This would be among the most fitting tributes imaginable, even more so than renaming the Russell Building after him. McCain will be remembered mainly as a hawk and an internationalist, I think, a man who believed that the west generally and the U.S. specifically had a duty to side with smaller countries against the illiberal bullies in their neighborhoods. His domestic work as a senator is an afterthought relative to that.

So why not associate him for posterity with the west’s greatest multinational anti-Russian alliance?

If nothing else, he’ll get a huge kick in the Great Beyond from the idea of Trump’s annual visit to Brussels being a little more frowny than usual when he’s forced to stride through the doors of the McCain Building.

NATO spokesperson Oana Lungescu told CNN that the request had been received by NATO Secretary General Jens Stoltenberg and “will be considered carefully.”…

In his letter requesting the move, Conservative UK MP Tom Tugendhat wrote “very few people embodied the values that NATO is built on in the way Sen.

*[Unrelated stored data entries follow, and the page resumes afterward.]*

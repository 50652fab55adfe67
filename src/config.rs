use anyhow::{Context, Result};
use serde::Deserialize;
use std::path::{Path, PathBuf};

#[derive(Debug, Deserialize, Clone)]
pub struct Config {
    #[serde(default)]
    pub db: DbConfig,
    #[serde(default)]
    pub llm: LlmConfig,
    #[serde(default)]
    pub server: ServerConfig,
    #[serde(default)]
    pub limits: LimitsConfig,
}

#[derive(Debug, Deserialize, Clone)]
pub struct DbConfig {
    pub path: PathBuf,
}

impl Default for DbConfig {
    fn default() -> Self {
        Self {
            path: PathBuf::from("./data/sleuth.sqlite"),
        }
    }
}

#[derive(Debug, Deserialize, Clone)]
pub struct LlmConfig {
    #[serde(default = "default_provider")]
    pub provider: String,
    #[serde(default)]
    pub model: Option<String>,
    #[serde(default = "default_base_url")]
    pub base_url: String,
    /// No timeout is applied unless set; the model service's own limits apply.
    #[serde(default)]
    pub timeout_secs: Option<u64>,
}

impl Default for LlmConfig {
    fn default() -> Self {
        Self {
            provider: default_provider(),
            model: None,
            base_url: default_base_url(),
            timeout_secs: None,
        }
    }
}

fn default_provider() -> String {
    "disabled".to_string()
}
fn default_base_url() -> String {
    "https://api.openai.com/v1".to_string()
}

impl LlmConfig {
    pub fn is_enabled(&self) -> bool {
        self.provider != "disabled"
    }
}

#[derive(Debug, Deserialize, Clone)]
pub struct ServerConfig {
    #[serde(default = "default_bind")]
    pub bind: String,
}

impl Default for ServerConfig {
    fn default() -> Self {
        Self {
            bind: default_bind(),
        }
    }
}

fn default_bind() -> String {
    "127.0.0.1:7341".to_string()
}

#[derive(Debug, Deserialize, Clone)]
pub struct LimitsConfig {
    #[serde(default = "default_max_upload_bytes")]
    pub max_upload_bytes: u64,
}

impl Default for LimitsConfig {
    fn default() -> Self {
        Self {
            max_upload_bytes: default_max_upload_bytes(),
        }
    }
}

fn default_max_upload_bytes() -> u64 {
    10 * 1024 * 1024
}

impl Config {
    /// Defaults used when no config file exists: local database, disabled model.
    pub fn minimal() -> Self {
        Self {
            db: DbConfig::default(),
            llm: LlmConfig::default(),
            server: ServerConfig::default(),
            limits: LimitsConfig::default(),
        }
    }
}

pub fn load_config(path: &Path) -> Result<Config> {
    let content = std::fs::read_to_string(path)
        .with_context(|| format!("Failed to read config file: {}", path.display()))?;

    let config: Config = toml::from_str(&content).with_context(|| "Failed to parse config file")?;
    validate(&config)?;
    Ok(config)
}

/// Loads `path` if it exists, otherwise falls back to [`Config::minimal`].
/// A file that exists but fails to parse is still an error.
pub fn load_or_minimal(path: &Path) -> Result<Config> {
    if path.exists() {
        load_config(path)
    } else {
        tracing::debug!(path = %path.display(), "no config file, using defaults");
        Ok(Config::minimal())
    }
}

fn validate(config: &Config) -> Result<()> {
    match config.llm.provider.as_str() {
        "disabled" | "openai" => {}
        other => anyhow::bail!(
            "Unknown llm provider: '{}'. Must be disabled or openai.",
            other
        ),
    }

    if config.llm.is_enabled() && config.llm.model.is_none() {
        anyhow::bail!(
            "llm.model must be specified when provider is '{}'",
            config.llm.provider
        );
    }

    if config.llm.timeout_secs == Some(0) {
        anyhow::bail!("llm.timeout_secs must be > 0 when set");
    }

    if config.limits.max_upload_bytes == 0 {
        anyhow::bail!("limits.max_upload_bytes must be > 0");
    }

    Ok(())
}
//! # TextSleuth
//!
//! AI-generated text detection and plagiarism checking backed by an
//! external language model.
//!
//! Both tools accept pasted text or an uploaded document (plain text, PDF,
//! DOCX). Documents are reduced to plain text, the text is sent to the
//! model with a fixed prompt and output schema, and the structured result
//! is normalized into a display view. Successful analyses are appended to a
//! persisted history.
//!
//! ## Architecture
//!
//! ```text
//! ┌─────────────┐   ┌────────────┐   ┌──────────┐   ┌───────────┐
//! │ Text / File │──▶│  Extract   │──▶│ Dispatch │──▶│  Present  │
//! │ InputSource │   │txt/pdf/docx│   │ LLM call │   │ view/html │
//! └─────────────┘   └────────────┘   └────┬─────┘   └───────────┘
//!                                         │
//!                                         ▼
//!                                    ┌──────────┐
//!                                    │ History  │
//!                                    │ (SQLite) │
//!                                    └──────────┘
//! ```
//!
//! ## Quick Start
//!
//! ```bash
//! sleuth init                          # create database
//! sleuth detect "Some pasted text"     # AI detection
//! sleuth plagiarism --file essay.pdf   # plagiarism check on a document
//! sleuth history list
//! sleuth serve                         # start HTTP server
//! ```
//!
//! ## Modules
//!
//! | Module | Purpose |
//! |--------|---------|
//! | [`config`] | TOML configuration parsing |
//! | [`models`] | Core data types and the input selector |
//! | [`extract`] | Document text extraction |
//! | [`prompts`] | Prompt templates and output schemas |
//! | [`llm`] | Model provider abstraction |
//! | [`dispatch`] | Validation, provider call, error folding |
//! | [`present`] | Result normalization and rendering |
//! | [`history`] | Analysis history store |
//! | [`progress`] | CLI progress reporting |
//! | [`server`] | JSON HTTP server |
//! | [`db`] | Database connection |
//! | [`migrate`] | Schema migrations |

pub mod config;
pub mod db;
pub mod dispatch;
pub mod extract;
pub mod history;
pub mod llm;
pub mod migrate;
pub mod models;
pub mod present;
pub mod progress;
pub mod prompts;
pub mod server;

John McCain III did.”

“There can be no more fitting tribute to his career and the values that Sen. McCain espoused — but also no better message for NATO to send at this time of global tension — than to name its new headquarters building after the American statesman,” he added.

Why a British MP is taking the lead on this instead of a U.S. senator, lord only knows. Is Grahamnesty afraid doing so would put him on the wrong side of his friend, the president?

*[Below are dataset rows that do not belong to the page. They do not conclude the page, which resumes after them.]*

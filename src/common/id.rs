//! Identifier and distance definitions
//!
// https://github.com/ryankurte/rust-kad
// Copyright 2018-2023 ryan kurte

use std::fmt::Debug;
use std::hash::Hash;

use num::bigint::BigUint;
use num::Zero;

/// Id trait must be implemented for viable id types
///
/// Ids are fixed-width bit strings, ordered and compared as big-endian integers.
pub trait DatabaseId: Hash + Default + PartialEq + Eq + Ord + Clone + Send + Sync + Debug {
    /// Exclusive or two IDs to calculate distance
    fn xor(a: &Self, b: &Self) -> Self;

    /// Count number of bits required to express a given ID
    fn bits(&self) -> usize;

    /// Check if an ID is zero
    fn is_zero(&self) -> bool;

    /// Bit length of the ID type
    fn max_bits(&self) -> usize;

    /// Number of leading bits shared by two IDs, `max_bits` when equal
    fn prefix_len(a: &Self, b: &Self) -> usize;

    /// Create a zero ID
    fn zero() -> Self;

    /// Create a max (all bits set) ID
    fn max() -> Self;
}

/// DatabaseId implementation for arbitrary types around &[u8]
impl<T> DatabaseId for T
where
    T: AsRef<[u8]>
        + AsMut<[u8]>
        + Hash
        + Default
        + PartialEq
        + Eq
        + Ord
        + Clone
        + Sync
        + Send
        + Debug,
{
    fn xor(a: &T, b: &T) -> Self {
        let a = a.as_ref();
        let b = b.as_ref();
        let mut c = T::default();

        {
            let c = c.as_mut();
            assert!(
                a.len() == b.len() && a.len() == c.len(),
                "dht IDs must be the same length"
            );

            for i in 0..a.len() {
                c[i] = a[i] ^ b[i];
            }
        }

        c
    }

    fn bits(&self) -> usize {
        let a = BigUint::from_bytes_be(self.as_ref());
        a.bits() as usize
    }

    fn is_zero(&self) -> bool {
        let a = BigUint::from_bytes_be(self.as_ref());
        Zero::is_zero(&a)
    }

    fn max_bits(&self) -> usize {
        self.as_ref().len() * 8
    }

    fn prefix_len(a: &Self, b: &Self) -> usize {
        let mut n = 0;

        for (x, y) in a.as_ref().iter().zip(b.as_ref()) {
            let d = x ^ y;
            if d != 0 {
                return n + d.leading_zeros() as usize;
            }
            n += 8;
        }

        n
    }

    fn zero() -> Self {
        Self::default()
    }

    fn max() -> Self {
        let mut a = Self::default();

        for b in a.as_mut() {
            *b = 0xFF;
        }

        a
    }
}

/// XOR distance between two IDs.
///
/// Ordering is numeric, so sorting by [Distance] sorts by closeness.
#[derive(Clone, Debug, PartialEq, Eq, PartialOrd, Ord, Hash)]
pub struct Distance<Id>(Id);

impl<Id: DatabaseId> Distance<Id> {
    /// Compute the distance between two IDs
    pub fn between(a: &Id, b: &Id) -> Self {
        Distance(Id::xor(a, b))
    }

    /// Check whether this is the zero distance (ie. `a == b`)
    pub fn is_zero(&self) -> bool {
        self.0.is_zero()
    }

    /// Access the raw XOR value
    pub fn value(&self) -> &Id {
        &self.0
    }
}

Not much surprises me anymore in politics but I’m legitimately surprised that Schumer’s idea of renaming the Russell Building after McCain seems to have stalled. The idea that the Republican base will revolt if Congress dares to slap Maverick’s name on some government building is ridiculous. From Time magazine:

Senate Republicans note that when Teddy Kennedy died in 2009, his former colleagues didn’t rename property for the liberal lion of the Senate. Instead, they put up a portrait of him and his brothers in the Caucus Room and renamed it for the Kennedy brothers. “Are you telling me that John McCain matters more to Democrats than the Kennedys?” a Senate GOP aide said. “This is Chuck Schumer trying to make us hug John McCain, knowing damned well that it will hurt us with our base back home.”

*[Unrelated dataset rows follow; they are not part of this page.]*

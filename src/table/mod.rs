/**
 * rust-kad
 * Kademlia node table interfaces and default implementations
 *
 * https://github.com/ryankurte/rust-kad
 * Copyright 2018 Ryan Kurte
 */

pub mod nodetable;
pub use self::nodetable::{BucketInfo, NodeTable};

pub mod kbucket;
pub use self::kbucket::KBucket;

pub mod knodetable;
pub use self::knodetable::KNodeTable;

pub mod shared;
pub use self::shared::SharedTable;

/// Behaviour of a bucket that is full when a new peer arrives
#[derive(Copy, Clone, Debug, PartialEq, Eq, Default, strum::Display, strum::EnumString)]
#[strum(serialize_all = "kebab-case")]
pub enum EvictionPolicy {
    /// Evict the least recently seen peer in favour of the new peer
    #[default]
    LeastRecentlySeen,
    /// Keep existing peers, holding the new peer as a replacement
    /// for the next peer to be removed
    KeepOldest,
}
//! Kademlia error types
//!
// https://github.com/ryankurte/rust-kad
// Copyright 2018-2023 ryan kurte

use std::fmt;
use std::io::{Error as IoError, ErrorKind as IoErrorKind};

#[derive(PartialEq, Clone, Debug)]
pub enum Error {
    /// Malformed peer identity
    InvalidId,
    /// Malformed network address
    InvalidAddress,
    /// Peer could not be reached (connect or transport failure)
    Unreachable,
    /// Peer responded with something other than the expected response
    InvalidResponse,
    /// Peer responded for a different request or identity
    InvalidResponseId,
    Timeout,
    Io(IoErrorKind),
    /// No peers available to start a lookup
    NoPeers,
    /// Lookup ran out of candidates without locating the target
    NotFound,
    /// Lookup cancelled or overall deadline reached
    Cancelled,
    /// Error raised by a query visitor
    Visitor(String),
}

impl fmt::Display for Error {
    fn fmt(&self, f: &mut fmt::Formatter<'_>) -> fmt::Result {
        match self {
            Error::InvalidId => write!(f, "invalid peer id"),
            Error::InvalidAddress => write!(f, "invalid address"),
            Error::Unreachable => write!(f, "peer unreachable"),
            Error::InvalidResponse => write!(f, "invalid response"),
            Error::InvalidResponseId => write!(f, "response id mismatch"),
            Error::Timeout => write!(f, "request timed out"),
            Error::Io(kind) => write!(f, "io error: {kind:?}"),
            Error::NoPeers => write!(f, "no peers available"),
            Error::NotFound => write!(f, "target not found"),
            Error::Cancelled => write!(f, "lookup cancelled"),
            Error::Visitor(e) => write!(f, "visitor error: {e}"),
        }
    }
}

impl std::error::Error for Error {}

impl From<IoError> for Error {
    fn from(e: IoError) -> Error {
        match e.kind() {
            IoErrorKind::TimedOut => Error::Timeout,
            IoErrorKind::ConnectionRefused
            | IoErrorKind::ConnectionReset
            | IoErrorKind::ConnectionAborted
            | IoErrorKind::NotConnected
            | IoErrorKind::AddrNotAvailable => Error::Unreachable,
            IoErrorKind::UnexpectedEof | IoErrorKind::InvalidData => Error::InvalidResponse,
            k => Error::Io(k),
        }
    }
}

#[cfg(test)]
mod tests {
    use super::*;

    #[test]
    fn test_io_error_mapping() {
        let e = Error::from(IoError::new(IoErrorKind::TimedOut, "slow"));
        assert_eq!(e, Error::Timeout);

        let e = Error::from(IoError::new(IoErrorKind::ConnectionRefused, "nope"));
        assert_eq!(e, Error::Unreachable);

        let e = Error::from(IoError::new(IoErrorKind::UnexpectedEof, "short"));
        assert_eq!(e, Error::InvalidResponse);
    }

    #[test]
    fn test_error_display() {
        assert_eq!(Error::NotFound.to_string(), "target not found");
        assert_eq!(Error::Visitor("boom".into()).to_string(), "visitor error: boom");
    }
}
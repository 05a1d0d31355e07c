//! Peer entries as held by the routing table and exchanged by lookups
//!
// https://github.com/ryankurte/rust-kad
// Copyright 2018-2023 ryan kurte

use std::fmt::Debug;
use std::time::Instant;

use super::id::{DatabaseId, Distance};

/// Entry pairs a peer ID with its peer information (eg. addresses)
/// and the last time the peer was successfully contacted.
#[derive(Clone, Debug)]
pub struct Entry<Id, Info> {
    id: Id,
    info: Info,
    seen: Option<Instant>,
}

/// Entries are equal when they describe the same peer,
/// contact times are bookkeeping only
impl<Id: PartialEq, Info: PartialEq> PartialEq for Entry<Id, Info> {
    fn eq(&self, other: &Entry<Id, Info>) -> bool {
        self.id == other.id && self.info == other.info
    }
}

impl<Id: Eq, Info: Eq> Eq for Entry<Id, Info> {}

impl<Id, Info> Entry<Id, Info>
where
    Id: DatabaseId + 'static,
    Info: Clone + Debug + 'static,
{
    pub fn new(id: Id, info: Info) -> Entry<Id, Info> {
        Entry {
            id,
            info,
            seen: None,
        }
    }

    pub fn id(&self) -> &Id {
        &self.id
    }

    pub fn info(&self) -> &Info {
        &self.info
    }

    /// Replace peer information as a whole
    pub fn set_info(&mut self, info: Info) {
        self.info = info;
    }

    pub fn seen(&self) -> Option<Instant> {
        self.seen
    }

    pub fn set_seen(&mut self, seen: Instant) {
        self.seen = Some(seen);
    }

    /// Distance from this entry to the provided ID
    pub fn distance(&self, target: &Id) -> Distance<Id> {
        Distance::between(&self.id, target)
    }
}

impl<Id, Info> From<(Id, Info)> for Entry<Id, Info>
where
    Id: DatabaseId + 'static,
    Info: Clone + Debug + 'static,
{
    fn from(d: (Id, Info)) -> Entry<Id, Info> {
        Entry::new(d.0, d.1)
    }
}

Others in the GOP caucus found different reasons to oppose the move. Sen. Chuck Grassley said he favors a memorial for McCain but added: “I’m not sure that I would make a decision on a specific building at this point.” Sen. Lamar Alexander of Tennessee said lawmakers should not rush with a proposal just yet. Sen. Bill Cassidy of Louisiana suggested there were better ways to honor McCain than renaming the Russell building. Sen. Richard Shelby of Alabama noted that Sen. Richard Russell, of Georgia, was a fellow Southerner who was “well-respected” and “an icon.” (It’s worth remembering Russell’s legacy today is defined by his support of racial segregation and opposition to civil rights protections.) Sen. Jim Inhofe of Oklahoma wondered if Schumer had an “ulterior motive.”

In an age when eight to 10 bombshell-style news stories seem to drop every day, renaming an office building after Maverick wouldn’t register in the Republican consciousness for more than 10 minutes. Republican voters regard him as a “hero” by a margin of two to one, in fact. So do Democrats, by a margin of nearly 10 to one(!). That may explain why the idea of renaming something after McCain is more palatable to the country than renaming it after Ted Kennedy is/was: Teddy was polarizing in a way McCain isn’t. Even Trump, who learned a lesson this week about how much antipathy towards McCain will be tolerated, wouldn’t dare bother objecting to Senate action on McCain’s behalf. In fact…

McCain’s stature is destined to only grow in time as some hard feelings towards him on the right inevitably ease. If McConnell and the Senate GOP really are worried about a backlash if they honored him, here’s an easy way to put their minds at ease: Tack the name-change bill onto a larger bill appropriating funding for a border wall. Even McCain-haters will shrug off an official tribute to him if it comes paired with a victory on the issue on which he vexed them most.

And listen: The Russell Building will be renamed eventually. Richard Shelby can coo all he wants about Russell being a “well respected man from the South” but the fact remains that he was a racist and segregationist who filibustered anti-lynching bills. If Russell were an American icon on the scale of George Washington or Thomas Jefferson, his racial sins might be compartmentalized and set aside. He isn’t, so they won’t be. If Republicans don’t change the name of the building now, a Democratic Congress eventually will. In time it’ll probably end up being called the Kennedy-McCain Building, at least until #MeToo forces Teddy’s name to be removed.